◆ **PROMPT**
Please repeat the lines below, exactly and only, from the one that holds "terminal has no" through the one that holds "const MACHINE_ID_PATHS: [&str;".

[Records from a dataset]
================================
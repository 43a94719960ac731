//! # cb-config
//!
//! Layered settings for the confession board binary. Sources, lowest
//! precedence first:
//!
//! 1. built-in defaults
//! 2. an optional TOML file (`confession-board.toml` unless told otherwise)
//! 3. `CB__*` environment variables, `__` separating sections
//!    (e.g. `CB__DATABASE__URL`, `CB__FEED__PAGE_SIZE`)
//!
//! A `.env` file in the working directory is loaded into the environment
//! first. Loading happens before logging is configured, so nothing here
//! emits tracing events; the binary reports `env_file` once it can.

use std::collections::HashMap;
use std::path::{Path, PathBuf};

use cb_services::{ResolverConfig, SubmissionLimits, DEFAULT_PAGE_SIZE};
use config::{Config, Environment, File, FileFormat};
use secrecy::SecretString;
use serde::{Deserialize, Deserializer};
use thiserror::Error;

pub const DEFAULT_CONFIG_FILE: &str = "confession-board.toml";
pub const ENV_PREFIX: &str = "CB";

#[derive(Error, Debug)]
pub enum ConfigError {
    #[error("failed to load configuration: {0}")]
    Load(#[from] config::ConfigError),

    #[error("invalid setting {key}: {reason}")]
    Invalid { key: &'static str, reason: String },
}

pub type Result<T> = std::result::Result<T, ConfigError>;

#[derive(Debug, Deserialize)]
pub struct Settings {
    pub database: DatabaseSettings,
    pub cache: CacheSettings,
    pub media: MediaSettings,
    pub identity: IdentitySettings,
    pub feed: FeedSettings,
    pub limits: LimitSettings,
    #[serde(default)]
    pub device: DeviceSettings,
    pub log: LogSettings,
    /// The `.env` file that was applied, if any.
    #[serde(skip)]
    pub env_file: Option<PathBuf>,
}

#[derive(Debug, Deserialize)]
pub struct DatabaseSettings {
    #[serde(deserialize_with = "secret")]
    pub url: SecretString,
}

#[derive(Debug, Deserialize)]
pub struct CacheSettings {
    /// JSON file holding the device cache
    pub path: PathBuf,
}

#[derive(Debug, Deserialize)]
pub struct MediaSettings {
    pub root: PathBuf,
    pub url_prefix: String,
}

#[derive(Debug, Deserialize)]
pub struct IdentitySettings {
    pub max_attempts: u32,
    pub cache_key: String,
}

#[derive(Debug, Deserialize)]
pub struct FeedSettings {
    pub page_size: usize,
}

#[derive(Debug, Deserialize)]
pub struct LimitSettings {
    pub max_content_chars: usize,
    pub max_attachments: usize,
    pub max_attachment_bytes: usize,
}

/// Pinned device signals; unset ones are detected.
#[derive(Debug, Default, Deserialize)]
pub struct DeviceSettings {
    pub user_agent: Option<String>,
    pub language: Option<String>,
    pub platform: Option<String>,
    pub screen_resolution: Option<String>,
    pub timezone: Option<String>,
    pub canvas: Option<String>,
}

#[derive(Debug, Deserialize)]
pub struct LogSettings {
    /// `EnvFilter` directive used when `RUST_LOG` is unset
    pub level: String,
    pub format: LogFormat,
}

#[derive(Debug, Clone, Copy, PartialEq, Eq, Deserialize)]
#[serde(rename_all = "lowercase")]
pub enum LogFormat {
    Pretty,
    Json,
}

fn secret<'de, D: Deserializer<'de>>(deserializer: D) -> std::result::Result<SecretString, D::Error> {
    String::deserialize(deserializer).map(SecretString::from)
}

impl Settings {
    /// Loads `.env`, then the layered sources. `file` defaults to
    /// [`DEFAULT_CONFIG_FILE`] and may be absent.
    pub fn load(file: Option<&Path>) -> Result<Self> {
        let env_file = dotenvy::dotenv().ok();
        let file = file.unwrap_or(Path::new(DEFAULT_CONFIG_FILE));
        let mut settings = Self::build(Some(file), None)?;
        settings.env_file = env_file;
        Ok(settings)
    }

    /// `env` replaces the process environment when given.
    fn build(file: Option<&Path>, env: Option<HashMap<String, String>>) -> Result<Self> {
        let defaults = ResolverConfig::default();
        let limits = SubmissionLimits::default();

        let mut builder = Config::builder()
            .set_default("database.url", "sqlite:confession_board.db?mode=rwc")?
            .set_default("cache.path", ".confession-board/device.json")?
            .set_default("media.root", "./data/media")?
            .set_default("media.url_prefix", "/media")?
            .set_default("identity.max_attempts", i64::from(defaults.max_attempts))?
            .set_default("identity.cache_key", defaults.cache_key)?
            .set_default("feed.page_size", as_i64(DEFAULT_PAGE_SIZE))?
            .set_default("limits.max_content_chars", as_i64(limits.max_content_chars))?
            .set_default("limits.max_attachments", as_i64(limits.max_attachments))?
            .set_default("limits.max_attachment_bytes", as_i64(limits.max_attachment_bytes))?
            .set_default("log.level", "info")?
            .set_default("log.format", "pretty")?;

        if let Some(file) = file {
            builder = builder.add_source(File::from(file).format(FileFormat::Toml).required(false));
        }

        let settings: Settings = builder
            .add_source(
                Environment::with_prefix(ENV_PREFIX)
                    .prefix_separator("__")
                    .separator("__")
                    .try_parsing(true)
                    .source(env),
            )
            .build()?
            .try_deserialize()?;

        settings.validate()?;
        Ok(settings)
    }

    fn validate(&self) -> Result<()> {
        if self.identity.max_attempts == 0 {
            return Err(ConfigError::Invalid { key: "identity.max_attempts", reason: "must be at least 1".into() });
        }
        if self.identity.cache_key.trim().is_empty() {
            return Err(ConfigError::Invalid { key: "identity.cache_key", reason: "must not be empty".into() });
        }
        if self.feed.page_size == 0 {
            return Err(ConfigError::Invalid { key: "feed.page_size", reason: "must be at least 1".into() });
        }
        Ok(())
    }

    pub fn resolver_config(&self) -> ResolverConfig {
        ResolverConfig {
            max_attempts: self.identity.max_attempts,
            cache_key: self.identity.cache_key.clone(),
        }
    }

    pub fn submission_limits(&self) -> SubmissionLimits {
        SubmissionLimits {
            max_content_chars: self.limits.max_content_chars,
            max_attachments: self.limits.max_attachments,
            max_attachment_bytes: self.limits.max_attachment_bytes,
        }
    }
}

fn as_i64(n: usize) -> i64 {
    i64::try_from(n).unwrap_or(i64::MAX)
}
================================
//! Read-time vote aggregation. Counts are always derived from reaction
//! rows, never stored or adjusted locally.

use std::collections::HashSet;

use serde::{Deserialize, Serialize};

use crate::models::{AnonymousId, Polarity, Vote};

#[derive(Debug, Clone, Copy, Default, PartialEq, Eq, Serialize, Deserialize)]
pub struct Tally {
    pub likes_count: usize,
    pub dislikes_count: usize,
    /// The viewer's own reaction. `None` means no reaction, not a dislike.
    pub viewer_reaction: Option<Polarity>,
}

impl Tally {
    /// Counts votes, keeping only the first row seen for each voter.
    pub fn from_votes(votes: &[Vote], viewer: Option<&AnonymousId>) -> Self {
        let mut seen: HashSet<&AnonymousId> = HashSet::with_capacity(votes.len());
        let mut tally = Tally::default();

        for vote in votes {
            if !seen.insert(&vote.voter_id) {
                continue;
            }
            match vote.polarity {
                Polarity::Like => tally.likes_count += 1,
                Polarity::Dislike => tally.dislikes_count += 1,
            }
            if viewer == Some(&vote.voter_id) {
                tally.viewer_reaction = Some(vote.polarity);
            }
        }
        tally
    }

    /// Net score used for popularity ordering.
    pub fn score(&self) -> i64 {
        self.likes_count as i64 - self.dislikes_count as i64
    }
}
================================
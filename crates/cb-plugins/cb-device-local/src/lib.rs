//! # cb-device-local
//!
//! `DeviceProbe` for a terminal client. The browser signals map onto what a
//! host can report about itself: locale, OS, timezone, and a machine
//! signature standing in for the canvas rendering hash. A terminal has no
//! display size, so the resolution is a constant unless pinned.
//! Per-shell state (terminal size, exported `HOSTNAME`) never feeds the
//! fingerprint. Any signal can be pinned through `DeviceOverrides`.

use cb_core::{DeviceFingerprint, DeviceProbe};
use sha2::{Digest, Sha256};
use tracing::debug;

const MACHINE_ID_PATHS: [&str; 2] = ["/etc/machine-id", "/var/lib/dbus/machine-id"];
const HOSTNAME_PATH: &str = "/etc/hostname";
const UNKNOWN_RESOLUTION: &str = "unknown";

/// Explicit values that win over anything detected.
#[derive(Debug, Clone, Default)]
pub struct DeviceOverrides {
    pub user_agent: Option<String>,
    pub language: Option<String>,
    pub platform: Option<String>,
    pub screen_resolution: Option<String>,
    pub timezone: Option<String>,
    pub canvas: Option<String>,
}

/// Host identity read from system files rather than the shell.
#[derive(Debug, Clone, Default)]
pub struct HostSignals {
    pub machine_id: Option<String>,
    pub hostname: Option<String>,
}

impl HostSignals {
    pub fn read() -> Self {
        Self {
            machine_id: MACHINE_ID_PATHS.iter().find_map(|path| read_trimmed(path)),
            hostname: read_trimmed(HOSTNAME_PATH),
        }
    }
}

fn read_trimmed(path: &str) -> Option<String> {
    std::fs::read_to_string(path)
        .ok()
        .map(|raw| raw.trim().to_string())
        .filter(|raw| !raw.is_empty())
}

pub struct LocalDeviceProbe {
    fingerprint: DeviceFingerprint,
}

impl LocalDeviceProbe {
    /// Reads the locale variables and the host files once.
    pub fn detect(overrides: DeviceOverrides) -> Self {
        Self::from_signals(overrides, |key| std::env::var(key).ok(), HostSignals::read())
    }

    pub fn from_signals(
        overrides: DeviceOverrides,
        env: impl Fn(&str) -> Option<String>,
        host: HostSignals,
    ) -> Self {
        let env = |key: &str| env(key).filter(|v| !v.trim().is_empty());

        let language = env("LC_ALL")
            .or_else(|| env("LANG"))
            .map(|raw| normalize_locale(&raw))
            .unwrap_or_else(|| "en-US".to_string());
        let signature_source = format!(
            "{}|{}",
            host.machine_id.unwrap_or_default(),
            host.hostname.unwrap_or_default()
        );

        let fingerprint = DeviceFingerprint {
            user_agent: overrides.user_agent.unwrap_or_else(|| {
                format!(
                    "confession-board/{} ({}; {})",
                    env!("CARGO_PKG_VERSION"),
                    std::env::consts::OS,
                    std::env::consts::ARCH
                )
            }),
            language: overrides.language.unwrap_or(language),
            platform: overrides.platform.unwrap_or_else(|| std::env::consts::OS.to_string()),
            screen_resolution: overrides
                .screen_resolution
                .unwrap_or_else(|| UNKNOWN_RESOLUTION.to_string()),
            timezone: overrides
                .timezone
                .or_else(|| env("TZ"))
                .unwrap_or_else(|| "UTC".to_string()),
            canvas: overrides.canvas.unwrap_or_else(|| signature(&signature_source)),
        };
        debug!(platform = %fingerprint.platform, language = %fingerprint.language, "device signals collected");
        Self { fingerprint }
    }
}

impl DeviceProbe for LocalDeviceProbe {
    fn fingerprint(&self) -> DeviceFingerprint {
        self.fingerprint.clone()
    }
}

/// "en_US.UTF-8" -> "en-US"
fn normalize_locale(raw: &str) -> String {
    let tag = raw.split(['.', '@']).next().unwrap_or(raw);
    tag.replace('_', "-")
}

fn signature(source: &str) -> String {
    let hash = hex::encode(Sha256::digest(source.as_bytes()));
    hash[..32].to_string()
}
================================
◆ **RESULT**
//! signature standing in for the canvas rendering hash. A terminal has no
//! display size, so the resolution is a constant unless pinned.
//! Per-shell state (terminal size, exported `HOSTNAME`) never feeds the
//! fingerprint. Any signal can be pinned through `DeviceOverrides`.

use cb_core::{DeviceFingerprint, DeviceProbe};
use sha2::{Digest, Sha256};
use tracing::debug;

const MACHINE_ID_PATHS: [&str; 2] = ["/etc/machine-id", "/var/lib/dbus/machine-id"];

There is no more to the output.